Only one stretch of the data below is wanted: the lines starting at the one with "pub struct Aabb" and ending at the one with "pub const EMPTY: Self", both included, given again exactly.
Excerpted data: Begin
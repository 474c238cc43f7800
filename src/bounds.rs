//! Axis-aligned bounding boxes.

use glam::{Mat4, Vec3};

/// An axis-aligned bounding box given by its minimum and maximum corners.
#[derive(Clone, Copy, Debug, PartialEq)]
pub struct Aabb {
    pub min: Vec3,
    pub max: Vec3,
}

impl Default for Aabb {
    fn default() -> Self {
        Self::EMPTY
    }
}

impl Aabb {
    /// Inverted box that any point will grow; the identity for [`Aabb::extend`].
    pub const EMPTY: Self = Self {
        min: Vec3::splat(f32::INFINITY),
        max: Vec3::splat(f32::NEG_INFINITY),
    };

    pub fn new(min: Vec3, max: Vec3) -> Self {
        Self { min, max }
    }

    /// Smallest box containing every point; [`Aabb::EMPTY`] for no points.
    pub fn from_points(points: impl IntoIterator<Item = Vec3>) -> Self {
        points.into_iter().fold(Self::EMPTY, |mut aabb, p| {
            aabb.extend(p);
            aabb
        })
    }

    /// Grows the box to include `point`.
    pub fn extend(&mut self, point: Vec3) {
        self.min = self.min.min(point);
        self.max = self.max.max(point);
    }

    /// Returns true if no point has been added.
    pub fn is_empty(&self) -> bool {
        self.min.cmpgt(self.max).any()
    }

    pub fn center(&self) -> Vec3 {
        (self.min + self.max) * 0.5
    }

    pub fn size(&self) -> Vec3 {
        self.max - self.min
    }

    /// The eight corners, enumerated with x varying fastest, then y, then z.
    pub fn corners(&self) -> [Vec3; 8] {
        let (a, b) = (self.min, self.max);
        [
            Vec3::new(a.x, a.y, a.z),
            Vec3::new(b.x, a.y, a.z),
            Vec3::new(a.x, b.y, a.z),
            Vec3::new(b.x, b.y, a.z),
            Vec3::new(a.x, a.y, b.z),
            Vec3::new(b.x, a.y, b.z),
            Vec3::new(a.x, b.y, b.z),
            Vec3::new(b.x, b.y, b.z),
        ]
    }

    /// Box enclosing this one after transformation by `matrix`.
    pub fn transformed(&self, matrix: &Mat4) -> Self {
        if self.is_empty() {
            return *self;
        }
        Self::from_points(self.corners().map(|c| matrix.transform_point3(c)))
    }
}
Excerpted data: End
- [Task output]
pub struct Aabb {
    pub min: Vec3,
    pub max: Vec3,
}

impl Default for Aabb {
    fn default() -> Self {
        Self::EMPTY
    }
}

impl Aabb {
    /// Inverted box that any point will grow; the identity for [`Aabb::extend`].
    pub const EMPTY: Self = Self {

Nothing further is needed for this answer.